De acordo com o disposto no artigo 640º/1 do Código de Processo Civil, é imposto ao recorrente que especifique:
a) Os concretos pontos de facto que considera incorretamente julgados;
b) Os concretos meios probatórios, constantes do processo ou de registo ou gravação nele realizada, que impunham decisão sobre os pontos da matéria de facto impugnados diversa da recorrida;
c) A decisão que, no seu entender, deve ser proferida sobre as questões de facto impugnadas
Enquanto o número 2 prevê que quando os meios probatórios invocados como fundamento do erro na apreciação das provas tenham sido gravados, incumbe ao recorrente, sob pena de imediata rejeição do recurso na respetiva parte, indicar com exatidão as passagens da gravação em que funda o seu recurso, sem prejuízo de poder proceder à transcrição dos excertos que considere relevantes.
A análise do recurso demonstra, ao contrário do entendimento dos réus, que as recorrentes cumpriram as referidas exigências, indicando os concretos pontos de facto que, a seu ver, foram incorretamente julgados – as alíneas a) e c) da matéria não provada, os meios probatórios que, na mesma perspectiva, justificarão outra resposta – o documento nº4 junto com a petição inicial, e a decisão diversa que entendem adequada – a resposta afirmativa, no sentido de que os referidos factos sejam julgados provados.
Devendo destacar-se, a respeito da observância do único ónus em que tal poderia ser discutido, acima referido em primeiro lugar, que, não obstante a impugnação em conjunto de dois factos, a matéria impugnada está indissociavelmente ligada entre si e a sua apreciação global tem respaldo nos mesmos meios de prova, o que satisfaz à exigência legal para a admissibilidade da impugnação factual deduzida.

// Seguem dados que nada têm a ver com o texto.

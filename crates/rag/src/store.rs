//! In-memory vector store with snapshot persistence.
//!
//! A single coarse reader/writer lock guards the whole document mapping;
//! at personal-library scale (thousands of items) brute-force scans under
//! a read lock beat the complexity of an index. Embedding-provider calls
//! always complete before the write lock is taken, so slow network calls
//! never block concurrent readers.

use crate::embeddings::EmbeddingProvider;
use crate::types::{Document, SearchResult};
use melos_core::{AppError, AppResult};
use std::collections::HashMap;
use std::path::PathBuf;
use std::sync::Arc;
use tokio::sync::RwLock;

/// Concurrency-guarded collection of documents with on-demand embedding
/// generation and cosine-similarity search.
pub struct VectorStore {
    documents: RwLock<HashMap<String, Document>>,
    provider: Option<Arc<dyn EmbeddingProvider>>,
    store_path: Option<PathBuf>,
}
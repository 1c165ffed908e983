//! Logging infrastructure for the melos engines.
//!
//! This module initializes the tracing subscriber for structured logging.
//! All logs are emitted to stderr to keep stdout clean for data output.

use tracing_subscriber::{fmt, layer::SubscriberExt, util::SubscriberInitExt, EnvFilter};

use crate::error::AppResult;

/// Initialize the tracing subscriber with stderr output.
///
/// This sets up structured logging with:
/// - Output to stderr (stdout is reserved for data)
/// - Environment-based filtering (RUST_LOG or provided level)
/// - Optional ANSI color control
///
/// # Arguments
/// * `log_level` - Optional log level override (e.g., "debug", "info")
/// * `no_color` - Disable colored output
pub fn init_logging(log_level: Option<&str>, no_color: bool) -> AppResult<()> {
    let default_level = std::env::var("RUST_LOG").unwrap_or_else(|_| "info".to_string());
    let filter_str = log_level.unwrap_or(&default_level);

    let env_filter = EnvFilter::try_new(filter_str)
        .map_err(|e| crate::error::AppError::Config(format!("Invalid log filter: {}", e)))?;

    let fmt_layer = fmt::layer()
        .with_writer(std::io::stderr)
        .with_target(true)
        .with_level(true)
        .with_ansi(!no_color && supports_color());

    tracing_subscriber::registry()
        .with(env_filter)
        .with(fmt_layer)
        .try_init()
        .map_err(|e| crate::error::AppError::Config(format!("Failed to init logging: {}", e)))?;

    Ok(())
}

/// Check if the terminal supports color output.
fn supports_color() -> bool {
    // NO_COLOR wins over everything else
    if std::env::var("NO_COLOR").is_ok() {
        return false;
    }

    true
}
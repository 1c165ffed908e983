//! Configuration management for the melos engines.
//!
//! This module handles loading and merging configuration from multiple
//! sources:
//! - Environment variables
//! - Config files (melos.yaml)
//!
//! Environment variables override values from the config file.

use serde::{Deserialize, Serialize};
use std::path::PathBuf;

use crate::error::{AppError, AppResult};

/// Main application configuration.
///
/// Holds everything the query engine and vector store need to start:
/// where the exported library files live, where the vector snapshot is
/// persisted, and which embedding provider/model to use.
#[derive(Debug, Clone, Serialize, Deserialize)]
pub struct AppConfig {
    /// Directory containing the exported library JSON files
    pub data_dir: PathBuf,

    /// Path for the vector store snapshot (None disables persistence)
    pub store_path: Option<PathBuf>,

    /// Optional config file path
    pub config_file: Option<PathBuf>,

    /// Embedding provider settings
    pub embedding: EmbeddingSettings,

    /// Log level override
    pub log_level: Option<String>,

    /// Disable colored output
    pub no_color: bool,
}

/// Embedding provider settings.
#[derive(Debug, Clone, Serialize, Deserialize)]
pub struct EmbeddingSettings {
    /// Provider name (e.g., "ollama", "mock")
    pub provider: String,

    /// Model identifier (e.g., "nomic-embed-text")
    pub model: String,

    /// Expected embedding dimensions
    #[serde(default = "default_dimensions")]
    pub dimensions: usize,

    /// Provider endpoint override
    pub endpoint: Option<String>,
}

fn default_dimensions() -> usize {
    768
}

impl Default for EmbeddingSettings {
    fn default() -> Self {
        Self {
            provider: "ollama".to_string(), // Local-first default
            model: "nomic-embed-text".to_string(),
            dimensions: default_dimensions(),
            endpoint: None,
        }
    }
}

/// Full configuration file structure.
#[derive(Debug, Clone, Serialize, Deserialize)]
struct ConfigFile {
    data: Option<DataConfig>,
    store: Option<StoreConfig>,
    embedding: Option<EmbeddingSettings>,
    logging: Option<LoggingConfig>,
}

#[derive(Debug, Clone, Serialize, Deserialize)]
struct DataConfig {
    dir: Option<String>,
}

#[derive(Debug, Clone, Serialize, Deserialize)]
struct StoreConfig {
    path: Option<String>,
}

#[derive(Debug, Clone, Serialize, Deserialize)]
struct LoggingConfig {
    level: Option<String>,
    color: Option<bool>,
}

impl Default for AppConfig {
    fn default() -> Self {
        Self {
            data_dir: PathBuf::from("data"),
            store_path: None,
            config_file: None,
            embedding: EmbeddingSettings::default(),
            log_level: None,
            no_color: false,
        }
    }
}

impl AppConfig {
    /// Load configuration from environment variables and defaults.
    ///
    /// Environment variables:
    /// - `MELOS_DATA_DIR`: Directory of exported library files
    /// - `MELOS_STORE_PATH`: Vector store snapshot path
    /// - `MELOS_CONFIG`: Path to config file
    /// - `MELOS_EMBED_PROVIDER`: Embedding provider name
    /// - `MELOS_EMBED_MODEL`: Embedding model identifier
    /// - `RUST_LOG`: Log level
    /// - `NO_COLOR`: Disable colored output
    pub fn load() -> AppResult<Self> {
        let mut config = Self::default();

        if let Ok(config_file) = std::env::var("MELOS_CONFIG") {
            config.config_file = Some(PathBuf::from(config_file));
        }

        // Load from YAML config file if it exists
        let config_path = config
            .config_file
            .clone()
            .unwrap_or_else(|| PathBuf::from("melos.yaml"));

        if config_path.exists() {
            config = config.merge_yaml(&config_path)?;
        }

        // Environment variables override YAML config
        if let Ok(data_dir) = std::env::var("MELOS_DATA_DIR") {
            config.data_dir = PathBuf::from(data_dir);
        }

        if let Ok(store_path) = std::env::var("MELOS_STORE_PATH") {
            config.store_path = Some(PathBuf::from(store_path));
        }

        if let Ok(provider) = std::env::var("MELOS_EMBED_PROVIDER") {
            config.embedding.provider = provider;
        }

        if let Ok(model) = std::env::var("MELOS_EMBED_MODEL") {
            config.embedding.model = model;
        }

        config.log_level = std::env::var("RUST_LOG").ok();

        if std::env::var("NO_COLOR").is_ok() {
            config.no_color = true;
        }

        Ok(config)
    }

    /// Merge a YAML configuration file into this config.
    fn merge_yaml(&self, path: &PathBuf) -> AppResult<Self> {
        let contents = std::fs::read_to_string(path).map_err(|e| {
            AppError::Config(format!("Failed to read config file {:?}: {}", path, e))
        })?;

        let config_file: ConfigFile = serde_yaml::from_str(&contents).map_err(|e| {
            AppError::Config(format!("Failed to parse config file {:?}: {}", path, e))
        })?;

        let mut result = self.clone();

        if let Some(data) = config_file.data {
            if let Some(dir) = data.dir {
                result.data_dir = PathBuf::from(dir);
            }
        }

        if let Some(store) = config_file.store {
            if let Some(path) = store.path {
                result.store_path = Some(PathBuf::from(path));
            }
        }

        if let Some(embedding) = config_file.embedding {
            result.embedding = embedding;
        }

        if let Some(logging) = config_file.logging {
            if let Some(level) = logging.level {
                result.log_level = Some(level);
            }
            if let Some(color) = logging.color {
                result.no_color = !color;
            }
        }

        Ok(result)
    }

    /// Validate configuration for the active embedding provider.
    pub fn validate(&self) -> AppResult<()> {
        let provider = &self.embedding.provider;
        let known_providers = ["ollama", "mock"];

        if !known_providers.contains(&provider.as_str()) {
            return Err(AppError::Config(format!(
                "Unknown embedding provider: {}. Supported: {}",
                provider,
                known_providers.join(", ")
            )));
        }

        if self.embedding.dimensions == 0 {
            return Err(AppError::Config(
                "Embedding dimensions must be non-zero".to_string(),
            ));
        }

        Ok(())
    }
}

#[cfg(test)]
mod tests {
    use super::*;
    use std::io::Write;

    #[test]
    fn test_default_config() {
        let config = AppConfig::default();
        assert_eq!(config.embedding.provider, "ollama");
        assert_eq!(config.embedding.model, "nomic-embed-text");
        assert_eq!(config.embedding.dimensions, 768);
        assert!(config.store_path.is_none());
        assert!(!config.no_color);
    }

    #[test]
    fn test_validate_ollama() {
        let config = AppConfig::default();
        assert!(config.validate().is_ok());
    }

    #[test]
    fn test_validate_unknown_provider() {
        let mut config = AppConfig::default();
        config.embedding.provider = "unknown".to_string();
        assert!(config.validate().is_err());
    }

    #[test]
    fn test_validate_zero_dimensions() {
        let mut config = AppConfig::default();
        config.embedding.dimensions = 0;
        assert!(config.validate().is_err());
    }

    #[test]
    fn test_merge_yaml() {
        let mut file = tempfile::NamedTempFile::new().unwrap();
        writeln!(
            file,
            r#"
data:
  dir: /music/export
store:
  path: /music/vectors.json
embedding:
  provider: mock
  model: trigram-v1
  dimensions: 384
logging:
  level: debug
  color: false
"#
        )
        .unwrap();

        let config = AppConfig::default()
            .merge_yaml(&file.path().to_path_buf())
            .unwrap();

        assert_eq!(config.data_dir, PathBuf::from("/music/export"));
        assert_eq!(config.store_path, Some(PathBuf::from("/music/vectors.json")));
        assert_eq!(config.embedding.provider, "mock");
        assert_eq!(config.embedding.dimensions, 384);
        assert_eq!(config.log_level, Some("debug".to_string()));
        assert!(config.no_color);
    }

    #[test]
    fn test_merge_yaml_invalid() {
        let mut file = tempfile::NamedTempFile::new().unwrap();
        writeln!(file, "data: [not, a, mapping").unwrap();

        let result = AppConfig::default().merge_yaml(&file.path().to_path_buf());
        assert!(result.is_err());
    }
}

Neste sentido, por exemplo, decidiu o Supremo Tribunal de Justiça que “tendo em conta os princípios da proporcionalidade e da razoabilidade ínsitos no conceito de processo equitativo (artigo 20.º, n.º 4, da CRP), nada obsta a que a impugnação da matéria de facto seja efetuada por “blocos de factos”, quando os pontos integrantes de cada um desses blocos apresentem entre si evidente conexão e, para além disso - tendo em conta as circunstâncias do caso concreto, nomeadamente, o número de factos impugnados e a extensão e conexão dos meios de prova - o conteúdo da impugnação seja perfeitamente compreensível pela parte contrária e pelo tribunal” (cfr. Acórdão de 1/6/2022, relatado por Mário Belo Morgado, no processo nº1104/18.9T8LMG, e disponível na base de dados acima identificada).
Todavia, o cumprimento formal do regime previsto no art. 640.º do CPC não determina, por si só, muito naturalmente, a procedência do recurso na parte relativa à impugnação da matéria de facto.
Para o efeito, é ainda indispensável, como é manifesto, que o tribunal ad quem fique convencido de que a prova indicada pelo recorrente, e outra que eventualmente resulte dos autos com relevância, justifica a pretensão factual que ele deduziu.
Em suma, como refere doutrina qualificada a respeito da questão, “nesta fase da admissão formal do recurso de apelação em que é impugnada a matéria de facto, importa que se estabeleça uma clara separação entre os requisitos formais e os ligados ao mérito ou demérito da pretensão que será avaliado em momento posterior” (cfr. A. Abrantes Geraldes, Recursos em Processo Civil, 7.ª ed., p. 208).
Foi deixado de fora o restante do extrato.